Nair spent most of his life in Delhi where he retired as Director, Directorate of Advertising and Visual Publicity of the Government of India. Most of his works are related to the history of literature.

The major categories of his works are: a five-volume philosophy of freedom for which he got a Jawaharlal Nehru Fellowship (1978); a ten-volume history of world literature in English and several Indian languages which won a special award from the Kerala Sahitya Academy; several books on Indology; books for children published during the International Year of the Child.

Chaitanya is the author of a four-volume history of Indian painting,
has been for three decades art critic of one Indian periodical and music and dance critic of another, has been a member of the jury for Madhya Pradesh Government's Kalidas Samman Award for eminent musician (1985) and visual artist (1987).

As Chairman or member of functional committees he has been associated with over a dozen national cultural organizations and institutions in India. He is a recipient of the ‘Critics of ideas’ award (1964) from the Institute of International education, New York.
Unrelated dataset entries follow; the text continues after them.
// service/wallet_service.rs
use std::sync::Arc;

use serde::Serialize;
use uuid::Uuid;

use super::error::ServiceError;
use crate::{
    db::{MarketStore, StoreTx},
    models::walletmodels::{AccountKind, WalletSummary, WalletTransaction, WalletTrxType},
};

/// Ledger-versus-balance comparison for one user.
#[derive(Debug, Clone, Serialize, PartialEq, Eq)]
pub struct LedgerReconciliation {
    pub user_id: Uuid,
    pub ledger_total: i64,
    pub balance_total: i64,
    pub consistent: bool,
}

/// The only writer of balances. Every mutation runs inside the caller's
/// unit of work so the balance change and its ledger entry commit together.
#[derive(Clone)]
pub struct WalletService {
    store: Arc<dyn MarketStore>,
}

impl WalletService {
    pub fn new(store: Arc<dyn MarketStore>) -> Self {
        Self { store }
    }

    pub async fn credit_freelancer(
        &self,
        tx: &mut dyn StoreTx,
        user_id: Uuid,
        amount: i64,
        reference_id: Option<Uuid>,
        description: &str,
    ) -> Result<WalletTransaction, ServiceError> {
        self.credit(tx, WalletTrxType::Credit, user_id, amount, reference_id, description)
            .await
    }

    /// Refund path: returns money to the client's platform balance.
    pub async fn credit_client(
        &self,
        tx: &mut dyn StoreTx,
        user_id: Uuid,
        amount: i64,
        reference_id: Option<Uuid>,
        description: &str,
    ) -> Result<WalletTransaction, ServiceError> {
        self.credit(tx, WalletTrxType::Refund, user_id, amount, reference_id, description)
            .await
    }

    pub async fn debit_client(
        &self,
        tx: &mut dyn StoreTx,
        user_id: Uuid,
        amount: i64,
        reference_id: Option<Uuid>,
        description: &str,
    ) -> Result<WalletTransaction, ServiceError> {
        ensure_positive(amount)?;
        let account = WalletTrxType::Debit.account();

        let available = tx
            .lock_balance(account, user_id)
            .await?
            .ok_or_else(|| account_not_found(account, user_id))?;
        if available < amount {
            return Err(ServiceError::InsufficientFunds {
                required: amount,
                available,
            });
        }

        if tx.decrement_balance(account, user_id, amount).await? == 0 {
            return Err(ServiceError::InsufficientFunds {
                required: amount,
                available,
            });
        }

        let entry = WalletTransaction::new(
            user_id,
            amount,
            WalletTrxType::Debit,
            description.to_string(),
            reference_id,
        );
        tx.insert_wallet_transaction(&entry).await?;

        tracing::info!(
            "Debited {} from {} balance of user {} ({})",
            amount,
            account.to_str(),
            user_id,
            description
        );
        Ok(entry)
    }

    async fn credit(
        &self,
        tx: &mut dyn StoreTx,
        trx_type: WalletTrxType,
        user_id: Uuid,
        amount: i64,
        reference_id: Option<Uuid>,
        description: &str,
    ) -> Result<WalletTransaction, ServiceError> {
        ensure_positive(amount)?;
        let account = trx_type.account();

        if tx.increment_balance(account, user_id, amount).await? == 0 {
            return Err(account_not_found(account, user_id));
        }

        let entry = WalletTransaction::new(user_id, amount, trx_type, description.to_string(), reference_id);
        tx.insert_wallet_transaction(&entry).await?;

        tracing::info!(
            "Recorded {} of {} to {} balance of user {} ({})",
            trx_type.to_str(),
            amount,
            account.to_str(),
            user_id,
            description
        );
        Ok(entry)
    }

    pub async fn get_balance(&self, user_id: Uuid, account: AccountKind) -> Result<i64, ServiceError> {
        self.store
            .get_balance(account, user_id)
            .await?
            .ok_or_else(|| account_not_found(account, user_id))
    }

    pub async fn list_transactions(
        &self,
        user_id: Uuid,
        page: u32,
        limit: u32,
    ) -> Result<Vec<WalletTransaction>, ServiceError> {
        let limit = i64::from(limit.clamp(1, 100));
        let offset = (i64::from(page.max(1)) - 1) * limit;
        Ok(self.store.list_wallet_transactions(user_id, limit, offset).await?)
    }

    pub async fn summary(&self, user_id: Uuid) -> Result<WalletSummary, ServiceError> {
        Ok(self.store.wallet_summary(user_id).await?)
    }

    pub async fn reconcile(&self, user_id: Uuid) -> Result<LedgerReconciliation, ServiceError> {
        let summary = self.store.wallet_summary(user_id).await?;
        let ledger_total = summary.ledger_total();
        let balance_total = summary.balance_total();

        if ledger_total != balance_total {
            tracing::error!(
                "Ledger mismatch for user {}: ledger {} vs balances {}",
                user_id,
                ledger_total,
                balance_total
            );
        }

        Ok(LedgerReconciliation {
            user_id,
            ledger_total,
            balance_total,
            consistent: ledger_total == balance_total,
        })
    }
}

fn ensure_positive(amount: i64) -> Result<(), ServiceError> {
    if amount <= 0 {
        return Err(ServiceError::validation("Amount must be greater than zero"));
    }
    Ok(())
}

fn account_not_found(account: AccountKind, user_id: Uuid) -> ServiceError {
    ServiceError::not_found(format!("{} account for user {} not found", account.to_str(), user_id))
}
He was honoured with a D Litt (Honoris Causa) by the Rabindra Bharati University in 1986 and received the Padma Shri from the Indian Government in 1992.

==Works==

- Malayalam

- Samskrithahile Sahitya thathwa chintha
- Samskritha Sahithya Charithram
- Yavana Sahithya Charithram
- Roman Sahithya Charithram
- Yahooda Sahithya Charithram
- Pilkala Latheen Sahithya Charithram
- Egyptian Sahithya Charithram
- Mesopotemian Sahithya Charithram
- Purathana Greek sahithyam
- Purathana Jutha sahithyam
- Vijnanathinte moulika Thathwa thrayam
- Shasthrathinte Viswavalokanam

- English

- Sanskrit Poetics
- A new History of Sanskrit literature
- Ravi varma
- Portfolio of Indian Paintings
- The Mahabharata-a literary study
- The Gita for Modern Man
- The Betrayal of Krishna
- The biology of freedom
- The sociology of freedom
- The physics and chemistry of freedom
- The psychology of freedom
- A History of World Literature: Vol.1 Ancient Mesopotamian and Egyptian Literature (pub 1964)
- A History of World Literature: Vol.2 Ancient Greek Literature (pub 1965)
- A History of World Literature: Vol.3 Ancient Roman Literature (pub 1966)
- A History of World Literature: Vol.4 Ancient Jewish Literature (pub 1968)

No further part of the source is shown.